■ What you should do: Write out the data below exactly, beginning with the first line and ending once the line that has "in writing, software" is written.

■ Provided data:
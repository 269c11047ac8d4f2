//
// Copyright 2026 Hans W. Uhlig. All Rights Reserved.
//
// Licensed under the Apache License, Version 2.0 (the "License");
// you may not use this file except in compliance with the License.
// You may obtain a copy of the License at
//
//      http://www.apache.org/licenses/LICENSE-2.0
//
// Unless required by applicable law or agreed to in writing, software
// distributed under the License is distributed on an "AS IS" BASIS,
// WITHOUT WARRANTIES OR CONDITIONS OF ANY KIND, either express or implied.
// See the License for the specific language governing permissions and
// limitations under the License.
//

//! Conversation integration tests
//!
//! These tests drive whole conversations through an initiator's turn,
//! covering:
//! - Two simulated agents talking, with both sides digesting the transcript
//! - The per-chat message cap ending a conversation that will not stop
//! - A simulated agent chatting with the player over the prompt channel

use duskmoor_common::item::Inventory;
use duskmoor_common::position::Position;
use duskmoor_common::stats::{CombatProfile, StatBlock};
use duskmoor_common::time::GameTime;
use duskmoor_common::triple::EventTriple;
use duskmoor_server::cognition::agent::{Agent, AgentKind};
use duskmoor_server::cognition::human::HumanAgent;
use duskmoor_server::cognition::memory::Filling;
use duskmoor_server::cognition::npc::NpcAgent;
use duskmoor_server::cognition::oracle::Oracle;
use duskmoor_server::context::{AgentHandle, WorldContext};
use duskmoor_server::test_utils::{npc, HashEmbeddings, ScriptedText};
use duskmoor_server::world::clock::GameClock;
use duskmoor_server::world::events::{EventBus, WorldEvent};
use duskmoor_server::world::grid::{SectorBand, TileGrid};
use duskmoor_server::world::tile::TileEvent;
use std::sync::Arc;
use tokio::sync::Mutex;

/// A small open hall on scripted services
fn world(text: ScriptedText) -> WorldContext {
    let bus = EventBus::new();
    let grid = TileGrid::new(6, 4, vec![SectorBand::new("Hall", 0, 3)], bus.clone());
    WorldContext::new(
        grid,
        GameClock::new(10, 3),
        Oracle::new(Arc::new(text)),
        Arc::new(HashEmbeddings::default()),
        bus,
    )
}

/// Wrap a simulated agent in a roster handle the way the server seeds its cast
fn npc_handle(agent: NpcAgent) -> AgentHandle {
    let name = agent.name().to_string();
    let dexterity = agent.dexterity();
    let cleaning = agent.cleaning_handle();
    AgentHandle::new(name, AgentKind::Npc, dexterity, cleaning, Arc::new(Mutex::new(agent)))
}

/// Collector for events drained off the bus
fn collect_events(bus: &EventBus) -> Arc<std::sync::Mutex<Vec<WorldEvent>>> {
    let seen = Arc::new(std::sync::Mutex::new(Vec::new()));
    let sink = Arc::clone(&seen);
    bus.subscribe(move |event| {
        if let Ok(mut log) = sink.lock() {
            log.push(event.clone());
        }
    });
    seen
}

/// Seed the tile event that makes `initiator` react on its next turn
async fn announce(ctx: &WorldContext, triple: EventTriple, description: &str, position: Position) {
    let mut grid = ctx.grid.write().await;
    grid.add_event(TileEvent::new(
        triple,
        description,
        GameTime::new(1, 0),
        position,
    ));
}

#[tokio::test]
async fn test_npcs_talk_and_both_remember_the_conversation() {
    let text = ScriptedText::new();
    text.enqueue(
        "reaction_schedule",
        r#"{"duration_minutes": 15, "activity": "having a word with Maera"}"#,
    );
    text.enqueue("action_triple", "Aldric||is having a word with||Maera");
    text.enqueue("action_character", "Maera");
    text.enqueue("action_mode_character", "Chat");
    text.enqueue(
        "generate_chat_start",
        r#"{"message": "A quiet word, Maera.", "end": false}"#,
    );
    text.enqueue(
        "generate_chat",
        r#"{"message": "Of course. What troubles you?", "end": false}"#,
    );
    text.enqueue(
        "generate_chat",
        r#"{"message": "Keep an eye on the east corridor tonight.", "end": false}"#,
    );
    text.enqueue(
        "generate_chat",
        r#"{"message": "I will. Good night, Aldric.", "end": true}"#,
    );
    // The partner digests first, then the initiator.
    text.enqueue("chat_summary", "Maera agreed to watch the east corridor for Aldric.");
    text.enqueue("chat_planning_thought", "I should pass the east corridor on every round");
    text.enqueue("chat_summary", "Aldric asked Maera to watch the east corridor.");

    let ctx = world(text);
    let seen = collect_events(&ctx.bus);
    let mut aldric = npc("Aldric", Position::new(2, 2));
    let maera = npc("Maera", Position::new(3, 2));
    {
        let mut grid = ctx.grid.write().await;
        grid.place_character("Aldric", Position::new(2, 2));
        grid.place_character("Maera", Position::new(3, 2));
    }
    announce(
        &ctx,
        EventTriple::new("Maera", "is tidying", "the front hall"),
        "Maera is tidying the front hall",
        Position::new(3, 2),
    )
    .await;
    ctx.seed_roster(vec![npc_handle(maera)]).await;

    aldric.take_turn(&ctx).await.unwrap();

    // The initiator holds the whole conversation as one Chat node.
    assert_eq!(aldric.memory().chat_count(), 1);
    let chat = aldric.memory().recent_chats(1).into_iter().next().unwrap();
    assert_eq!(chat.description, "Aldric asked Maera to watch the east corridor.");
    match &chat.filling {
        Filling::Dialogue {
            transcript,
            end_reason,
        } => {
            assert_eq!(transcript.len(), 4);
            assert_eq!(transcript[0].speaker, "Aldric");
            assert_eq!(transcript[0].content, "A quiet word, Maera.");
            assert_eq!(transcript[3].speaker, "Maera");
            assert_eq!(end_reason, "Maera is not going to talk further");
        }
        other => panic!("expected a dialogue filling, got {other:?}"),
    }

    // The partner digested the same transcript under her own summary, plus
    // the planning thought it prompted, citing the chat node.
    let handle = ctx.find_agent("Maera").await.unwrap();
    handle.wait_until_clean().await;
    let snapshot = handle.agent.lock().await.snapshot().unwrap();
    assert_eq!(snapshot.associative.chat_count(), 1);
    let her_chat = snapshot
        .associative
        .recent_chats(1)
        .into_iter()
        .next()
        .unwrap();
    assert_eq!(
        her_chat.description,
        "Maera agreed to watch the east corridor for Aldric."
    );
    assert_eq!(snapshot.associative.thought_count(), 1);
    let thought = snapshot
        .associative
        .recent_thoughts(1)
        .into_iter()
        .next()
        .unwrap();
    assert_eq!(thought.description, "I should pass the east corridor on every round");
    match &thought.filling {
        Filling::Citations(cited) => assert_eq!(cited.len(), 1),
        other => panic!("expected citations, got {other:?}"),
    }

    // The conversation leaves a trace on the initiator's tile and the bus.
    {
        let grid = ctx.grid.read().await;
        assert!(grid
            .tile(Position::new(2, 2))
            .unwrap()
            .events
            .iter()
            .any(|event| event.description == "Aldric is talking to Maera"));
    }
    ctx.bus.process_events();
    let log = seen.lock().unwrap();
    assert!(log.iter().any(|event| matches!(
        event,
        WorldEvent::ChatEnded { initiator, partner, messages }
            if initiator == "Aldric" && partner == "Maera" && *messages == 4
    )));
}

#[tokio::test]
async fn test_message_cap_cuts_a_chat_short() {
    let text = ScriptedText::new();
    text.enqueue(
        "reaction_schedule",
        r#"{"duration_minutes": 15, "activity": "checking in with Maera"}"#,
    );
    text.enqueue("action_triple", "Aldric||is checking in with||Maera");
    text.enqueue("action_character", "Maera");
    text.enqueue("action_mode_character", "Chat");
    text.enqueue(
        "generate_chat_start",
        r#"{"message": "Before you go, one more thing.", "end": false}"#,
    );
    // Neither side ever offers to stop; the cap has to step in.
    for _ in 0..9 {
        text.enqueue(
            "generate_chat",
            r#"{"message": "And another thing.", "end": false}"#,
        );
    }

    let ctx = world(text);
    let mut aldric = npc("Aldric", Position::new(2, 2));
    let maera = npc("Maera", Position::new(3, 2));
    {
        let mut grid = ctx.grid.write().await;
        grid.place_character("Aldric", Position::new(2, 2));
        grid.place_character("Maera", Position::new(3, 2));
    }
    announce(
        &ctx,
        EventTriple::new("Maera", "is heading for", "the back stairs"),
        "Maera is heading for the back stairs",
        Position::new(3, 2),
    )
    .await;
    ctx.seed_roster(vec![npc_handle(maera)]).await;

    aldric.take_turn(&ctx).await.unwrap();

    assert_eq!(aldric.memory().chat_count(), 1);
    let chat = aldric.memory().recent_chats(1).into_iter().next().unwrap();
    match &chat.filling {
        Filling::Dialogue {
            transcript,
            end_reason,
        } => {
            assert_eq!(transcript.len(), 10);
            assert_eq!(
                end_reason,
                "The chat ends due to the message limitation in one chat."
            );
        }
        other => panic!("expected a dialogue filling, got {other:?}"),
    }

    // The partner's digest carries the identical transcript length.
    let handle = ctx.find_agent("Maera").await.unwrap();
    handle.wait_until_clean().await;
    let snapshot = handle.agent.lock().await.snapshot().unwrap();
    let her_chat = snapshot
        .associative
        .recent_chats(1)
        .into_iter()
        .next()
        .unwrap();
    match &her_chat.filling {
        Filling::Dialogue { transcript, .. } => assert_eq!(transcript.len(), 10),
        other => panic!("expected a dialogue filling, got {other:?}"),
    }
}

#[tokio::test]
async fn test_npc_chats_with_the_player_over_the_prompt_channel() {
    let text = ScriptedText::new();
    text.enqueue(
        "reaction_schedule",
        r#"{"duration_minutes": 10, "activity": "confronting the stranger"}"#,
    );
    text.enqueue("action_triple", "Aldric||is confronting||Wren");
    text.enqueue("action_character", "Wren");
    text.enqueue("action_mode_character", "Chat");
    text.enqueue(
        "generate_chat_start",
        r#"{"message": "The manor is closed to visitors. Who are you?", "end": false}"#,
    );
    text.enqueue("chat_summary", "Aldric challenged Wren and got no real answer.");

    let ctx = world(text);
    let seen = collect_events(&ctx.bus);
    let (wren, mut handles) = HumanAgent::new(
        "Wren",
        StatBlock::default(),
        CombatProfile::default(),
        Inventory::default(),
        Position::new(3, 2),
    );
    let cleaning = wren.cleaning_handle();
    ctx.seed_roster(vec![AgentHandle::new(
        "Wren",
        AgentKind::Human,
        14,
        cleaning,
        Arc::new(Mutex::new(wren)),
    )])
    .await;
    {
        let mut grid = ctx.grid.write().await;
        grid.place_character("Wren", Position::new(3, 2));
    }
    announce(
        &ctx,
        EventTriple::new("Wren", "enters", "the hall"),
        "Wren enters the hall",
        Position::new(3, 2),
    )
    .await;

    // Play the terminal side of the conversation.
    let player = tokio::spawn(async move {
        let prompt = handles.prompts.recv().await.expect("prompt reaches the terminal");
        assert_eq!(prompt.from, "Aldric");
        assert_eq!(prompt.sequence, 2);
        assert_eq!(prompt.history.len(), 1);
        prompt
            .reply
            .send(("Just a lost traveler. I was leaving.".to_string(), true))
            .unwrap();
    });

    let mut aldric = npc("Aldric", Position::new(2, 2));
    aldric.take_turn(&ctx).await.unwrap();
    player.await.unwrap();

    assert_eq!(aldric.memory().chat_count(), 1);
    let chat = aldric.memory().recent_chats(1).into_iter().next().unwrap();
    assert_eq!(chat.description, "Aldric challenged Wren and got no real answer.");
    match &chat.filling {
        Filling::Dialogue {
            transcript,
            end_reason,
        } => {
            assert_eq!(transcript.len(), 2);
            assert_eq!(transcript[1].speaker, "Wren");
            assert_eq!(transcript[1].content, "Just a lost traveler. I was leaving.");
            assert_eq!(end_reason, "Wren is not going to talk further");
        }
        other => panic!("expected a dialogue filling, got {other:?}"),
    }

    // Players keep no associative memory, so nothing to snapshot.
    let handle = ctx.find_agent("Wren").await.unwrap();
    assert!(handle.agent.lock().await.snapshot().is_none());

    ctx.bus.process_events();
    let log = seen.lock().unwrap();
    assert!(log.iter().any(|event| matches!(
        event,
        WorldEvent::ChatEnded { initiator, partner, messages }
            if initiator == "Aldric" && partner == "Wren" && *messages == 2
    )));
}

■ Reply to the exercise:
repository 269c11047ac8d4f2
//
// Copyright 2026 Hans W. Uhlig. All Rights Reserved.
//
// Licensed under the Apache License, Version 2.0 (the "License");
// you may not use this file except in compliance with the License.
// You may obtain a copy of the License at
//
//      http://www.apache.org/licenses/LICENSE-2.0
//
// Unless required by applicable law or agreed to in writing, software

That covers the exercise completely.